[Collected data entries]
+-------+

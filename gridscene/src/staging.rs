use std::collections::HashSet;

use cellgrid::GridPoint;

/// The set of grid positions currently staged for selection, diffed
/// against each new overlap so highlights update incrementally.
#[derive(Debug, Default)]
pub struct SelectionStage {
    staged: HashSet<GridPoint>,
}

/// What changed between two consecutive overlaps. Pure set differences;
/// enumeration order of the incoming cells never matters.
#[derive(PartialEq, Eq, Debug, Default)]
pub struct StageDiff {
    pub entered: HashSet<GridPoint>,
    pub exited: HashSet<GridPoint>,
}

impl SelectionStage {
    pub fn new() -> Self {
        SelectionStage { staged: HashSet::new() }
    }

    pub fn staged(&self) -> &HashSet<GridPoint> {
        &self.staged
    }

    pub fn is_staged(&self, position: GridPoint) -> bool {
        self.staged.contains(&position)
    }

    pub fn restage(&mut self, overlapped: impl IntoIterator<Item = GridPoint>) -> StageDiff {
        let next: HashSet<GridPoint> = overlapped.into_iter().collect();

        let diff = StageDiff {
            entered: next.difference(&self.staged).copied().collect(),
            exited: self.staged.difference(&next).copied().collect(),
        };

        log::debug!(
            "restaged {} cells ({} entered, {} exited)",
            next.len(),
            diff.entered.len(),
            diff.exited.len()
        );

        self.staged = next;
        diff
    }

    /// Empties the stage, reporting everything that was staged as exited.
    pub fn clear(&mut self) -> StageDiff {
        StageDiff {
            entered: HashSet::new(),
            exited: std::mem::take(&mut self.staged),
        }
    }
}
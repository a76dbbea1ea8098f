//! Parser façade for reading the modules a codemod rewrites
//!
//! Wraps `oxc_parser` so every transform parses the same way: one allocator
//! per source unit, parse errors surfaced as [`CodemodError::Parse`].

use crate::error::{CodemodError, Result};
use oxc_allocator::Allocator;
use oxc_ast::ast::Program;
use oxc_parser::Parser;
use oxc_span::SourceType;

/// Parse options for reading source code
#[derive(Debug, Clone)]
pub struct ParseOptions {
    /// Source type (JavaScript, TypeScript, JSX, TSX)
    pub source_type: SourceType,
    /// Name used in diagnostics (usually the file path)
    pub source_name: String,
}

impl Default for ParseOptions {
    fn default() -> Self {
        Self::tsx()
    }
}

impl ParseOptions {
    /// Create parse options from file path (auto-detects source type)
    ///
    /// Unknown extensions fall back to TSX, the most permissive dialect the
    /// transforms target.
    pub fn from_path(path: &str) -> Self {
        Self {
            source_type: SourceType::from_path(path).unwrap_or(SourceType::tsx()),
            source_name: path.to_string(),
        }
    }

    /// Create parse options for TypeScript
    pub fn typescript() -> Self {
        Self {
            source_type: SourceType::ts(),
            source_name: "<input>.ts".to_string(),
        }
    }

    /// Create parse options for TSX
    pub fn tsx() -> Self {
        Self {
            source_type: SourceType::tsx(),
            source_name: "<input>.tsx".to_string(),
        }
    }
}

/// Parsed program with AST and metadata
pub struct ParsedProgram<'a> {
    /// The parsed AST program
    pub program: Program<'a>,
    /// Original source text
    pub source_text: &'a str,
}

impl<'a> ParsedProgram<'a> {
    /// Get the program AST
    pub fn ast(&self) -> &Program<'a> {
        &self.program
    }

    /// Slice the original source covered by `span`
    pub fn slice(&self, span: oxc_span::Span) -> &'a str {
        crate::edit::slice_source(self.source_text, span)
    }
}

/// Parse source code into an AST
///
/// # Errors
///
/// Returns [`CodemodError::Parse`] when the parser reports any error. A
/// codemod never rewrites a partially parsed module.
pub fn parse<'a>(
    allocator: &'a Allocator,
    source: &'a str,
    options: &ParseOptions,
) -> Result<ParsedProgram<'a>> {
    let result = Parser::new(allocator, source, options.source_type).parse();

    if !result.errors.is_empty() || result.panicked {
        let diagnostics: Vec<String> = result.errors.iter().map(|err| err.to_string()).collect();
        return Err(CodemodError::parse(options.source_name.clone(), &diagnostics));
    }

    Ok(ParsedProgram {
        program: result.program,
        source_text: source,
    })
}
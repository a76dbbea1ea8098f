//! Terminal output for codemod runs.
//!
//! Status lines and summaries go to stderr so `--print` output on stdout
//! stays clean enough to pipe.
//!
//! # Examples
//!
//! ```no_run
//! use fob_codemod_cli::ui;
//!
//! ui::init_colors(false);
//! ui::success("Rewrote src/Button.tsx");
//! ui::error("Failed to parse src/broken.tsx");
//! ```

mod format;
mod messages;

use std::sync::atomic::{AtomicBool, Ordering};

pub use format::{format_duration, plural, print_run_summary, summary_line};
pub use messages::{error, info, success, warning};

static COLORS: AtomicBool = AtomicBool::new(false);
static QUIET: AtomicBool = AtomicBool::new(false);

/// Check if color output should be enabled.
///
/// Respects NO_COLOR and FORCE_COLOR environment variables, falls back to
/// terminal capability detection.
pub fn should_use_color() -> bool {
    // NO_COLOR wins over everything
    if std::env::var_os("NO_COLOR").is_some() {
        return false;
    }

    if std::env::var_os("FORCE_COLOR").is_some() {
        return true;
    }

    console::user_attended_stderr()
}

/// Initialize color support.
///
/// Call once from `main`; `no_color` comes from the `--no-color` flag.
pub fn init_colors(no_color: bool) {
    COLORS.store(!no_color && should_use_color(), Ordering::Relaxed);
}

/// Whether status output is currently colored
pub fn colors_enabled() -> bool {
    COLORS.load(Ordering::Relaxed)
}

/// Silence everything but errors (`--quiet`).
pub fn set_quiet(quiet: bool) {
    QUIET.store(quiet, Ordering::Relaxed);
}

pub(crate) fn is_quiet() -> bool {
    QUIET.load(Ordering::Relaxed)
}
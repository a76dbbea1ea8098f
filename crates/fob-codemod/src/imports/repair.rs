//! Wrapper import repair
//!
//! After the shape normalizer rewrote at least one declaration the module
//! references the wrapper type (`FC`), which must be imported from the
//! wrapper module (`react`). At most one statement is modified or inserted.

use oxc_ast::ast::{ImportDeclaration, ImportDeclarationSpecifier};
use tracing::debug;

use super::{import_style, specifier_local, top_level_imports};
use crate::build::{ImportDecl, ImportSpec};
use crate::config::CodemodConfig;
use crate::edit::{Edit, SourceEdits};
use crate::format::EmitStyle;
use crate::parser::ParsedProgram;

/// What the repair did to the module
#[derive(Debug, Clone, Copy, PartialEq, Eq)]
pub enum RepairAction {
    /// No declaration was rewritten
    NotNeeded,
    /// The wrapper symbol is already bound by an import from the wrapper module
    AlreadyImported,
    /// An existing wrapper-module import gained the wrapper specifier
    Extended,
    /// A new import statement was added
    Inserted,
}

#[derive(Debug)]
pub struct ImportRepair {
    pub action: RepairAction,
    pub edits: SourceEdits,
}

impl ImportRepair {
    fn unchanged(action: RepairAction) -> Self {
        Self {
            action,
            edits: SourceEdits::new(),
        }
    }

    fn with_edit(action: RepairAction, edit: Edit) -> Self {
        Self {
            action,
            edits: std::iter::once(edit).collect(),
        }
    }
}

/// Ensure the wrapper symbol is imported when `rewrites` is non-zero
pub fn repair_wrapper_import(
    parsed: &ParsedProgram<'_>,
    config: &CodemodConfig,
    rewrites: usize,
) -> ImportRepair {
    if rewrites == 0 {
        return ImportRepair::unchanged(RepairAction::NotNeeded);
    }

    let program = parsed.ast();
    let wrapper = config.wrapper_symbol.as_str();
    let wrapper_imports: Vec<&ImportDeclaration<'_>> = top_level_imports(program)
        .filter(|decl| decl.source.value.as_str() == config.wrapper_module)
        .collect();

    let already_bound = wrapper_imports
        .iter()
        .flat_map(|decl| decl.specifiers.iter().flatten())
        .any(|specifier| specifier_local(specifier) == wrapper);
    if already_bound {
        debug!(symbol = wrapper, "wrapper already imported");
        return ImportRepair::unchanged(RepairAction::AlreadyImported);
    }

    if let Some(decl) = wrapper_imports
        .iter()
        .copied()
        .find(|decl| !is_namespace_import(decl) && !is_type_only_default(decl))
    {
        debug!(symbol = wrapper, module = %config.wrapper_module, "extending existing import");
        return ImportRepair::with_edit(RepairAction::Extended, extend_import(parsed, decl, config));
    }

    let wrapper_import = ImportDecl::new(
        config.wrapper_module.clone(),
        vec![ImportSpec::named(wrapper)],
    );

    let edit = match top_level_imports(program).next() {
        Some(first) => {
            let style = import_style(parsed, first);
            Edit::insert(first.span.end, format!("\n{}", wrapper_import.render(&style)))
        }
        None => {
            let statement = wrapper_import.render(&EmitStyle::default());
            let prologue_end = program
                .directives
                .last()
                .map(|directive| directive.span.end)
                .or_else(|| program.hashbang.as_ref().map(|hashbang| hashbang.span.end));
            match prologue_end {
                Some(end) => Edit::insert(end, format!("\n{statement}")),
                None => Edit::insert(0, format!("{statement}\n")),
            }
        }
    };

    debug!(symbol = wrapper, module = %config.wrapper_module, "inserting import");
    ImportRepair::with_edit(RepairAction::Inserted, edit)
}

fn is_namespace_import(decl: &ImportDeclaration<'_>) -> bool {
    decl.specifiers.iter().flatten().any(|specifier| {
        matches!(
            specifier,
            ImportDeclarationSpecifier::ImportNamespaceSpecifier(_)
        )
    })
}

/// `import type React from 'react'` cannot also carry named bindings
fn is_type_only_default(decl: &ImportDeclaration<'_>) -> bool {
    decl.import_kind.is_type()
        && decl.specifiers.iter().flatten().any(|specifier| {
            matches!(
                specifier,
                ImportDeclarationSpecifier::ImportDefaultSpecifier(_)
            )
        })
}

/// Add the wrapper as the first named specifier of `decl`
fn extend_import(
    parsed: &ParsedProgram<'_>,
    decl: &ImportDeclaration<'_>,
    config: &CodemodConfig,
) -> Edit {
    let wrapper = config.wrapper_symbol.as_str();

    let first_named = decl.specifiers.iter().flatten().find_map(|specifier| match specifier {
        ImportDeclarationSpecifier::ImportSpecifier(named) => Some(named.span.start),
        _ => None,
    });
    if let Some(start) = first_named {
        return Edit::insert(start, format!("{wrapper}, "));
    }

    let default_end = decl.specifiers.iter().flatten().find_map(|specifier| match specifier {
        ImportDeclarationSpecifier::ImportDefaultSpecifier(default) => Some(default.span.end),
        _ => None,
    });
    if let Some(end) = default_end {
        return Edit::insert(end, format!(", {{ {wrapper} }}"));
    }

    // `import 'react'` or `import {} from 'react'`
    let rendered = ImportDecl::new(config.wrapper_module.clone(), vec![ImportSpec::named(wrapper)])
        .type_only(decl.import_kind.is_type())
        .render(&import_style(parsed, decl));
    Edit::replace(decl.span, rendered)
}
//! Formatting conventions for emitted statements
//!
//! New statements follow the style of the code around them: quote style is
//! read from the module specifier they replace, semicolons from the statement
//! they replace or sit next to.

/// Quote style for string literals
#[derive(Debug, Clone, Copy, PartialEq, Eq, Default)]
pub enum QuoteStyle {
    /// Single quotes: `'hello'`
    #[default]
    Single,
    /// Double quotes: `"hello"`
    Double,
}

impl QuoteStyle {
    /// Detect the quote style of a raw string literal (`'react'` or `"react"`)
    pub fn of_literal(raw: &str) -> Self {
        if raw.starts_with('"') {
            QuoteStyle::Double
        } else {
            QuoteStyle::Single
        }
    }

    /// Quote `value`, escaping the quote character and backslashes
    pub fn quote(self, value: &str) -> String {
        let q = match self {
            QuoteStyle::Single => '\'',
            QuoteStyle::Double => '"',
        };
        let mut out = String::with_capacity(value.len() + 2);
        out.push(q);
        for ch in value.chars() {
            if ch == q || ch == '\\' {
                out.push('\\');
            }
            out.push(ch);
        }
        out.push(q);
        out
    }
}

/// Formatting options for emitted statements
#[derive(Debug, Clone, PartialEq, Eq)]
pub struct EmitStyle {
    /// Quote style for module specifiers
    pub quote_style: QuoteStyle,
    /// End statements with a semicolon
    pub use_semicolons: bool,
}

impl Default for EmitStyle {
    fn default() -> Self {
        Self {
            quote_style: QuoteStyle::Single,
            use_semicolons: true,
        }
    }
}

impl EmitStyle {
    /// Derive the style of an existing import statement
    ///
    /// `statement` is the full statement text, `specifier_raw` the raw module
    /// specifier literal including its quotes.
    pub fn of_statement(statement: &str, specifier_raw: &str) -> Self {
        Self {
            quote_style: QuoteStyle::of_literal(specifier_raw),
            use_semicolons: statement.trim_end().ends_with(';'),
        }
    }

    pub(crate) fn terminator(&self) -> &'static str {
        if self.use_semicolons { ";" } else { "" }
    }
}

/// Whether `name` can be written as a bare identifier
///
/// Must start with a letter, underscore, or dollar sign and contain only
/// letters, numbers, underscores, or dollar signs.
pub fn is_identifier_name(name: &str) -> bool {
    let mut chars = name.chars();
    match chars.next() {
        Some(first) if first.is_alphabetic() || first == '_' || first == '$' => {}
        _ => return false,
    }
    chars.all(|c| c.is_alphanumeric() || c == '_' || c == '$')
}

+-------+

## WHAT IS EXPECTED:
Word for word, output the lines of the data from its first line through the line where "pub struct StageDiff" appears, and stop there.

## ANSWER SECTION:
filename gridscene/src/staging.rs
use std::collections::HashSet;

use cellgrid::GridPoint;

/// The set of grid positions currently staged for selection, diffed
/// against each new overlap so highlights update incrementally.
#[derive(Debug, Default)]
pub struct SelectionStage {
    staged: HashSet<GridPoint>,
}

/// What changed between two consecutive overlaps. Pure set differences;
/// enumeration order of the incoming cells never matters.
#[derive(PartialEq, Eq, Debug, Default)]
pub struct StageDiff {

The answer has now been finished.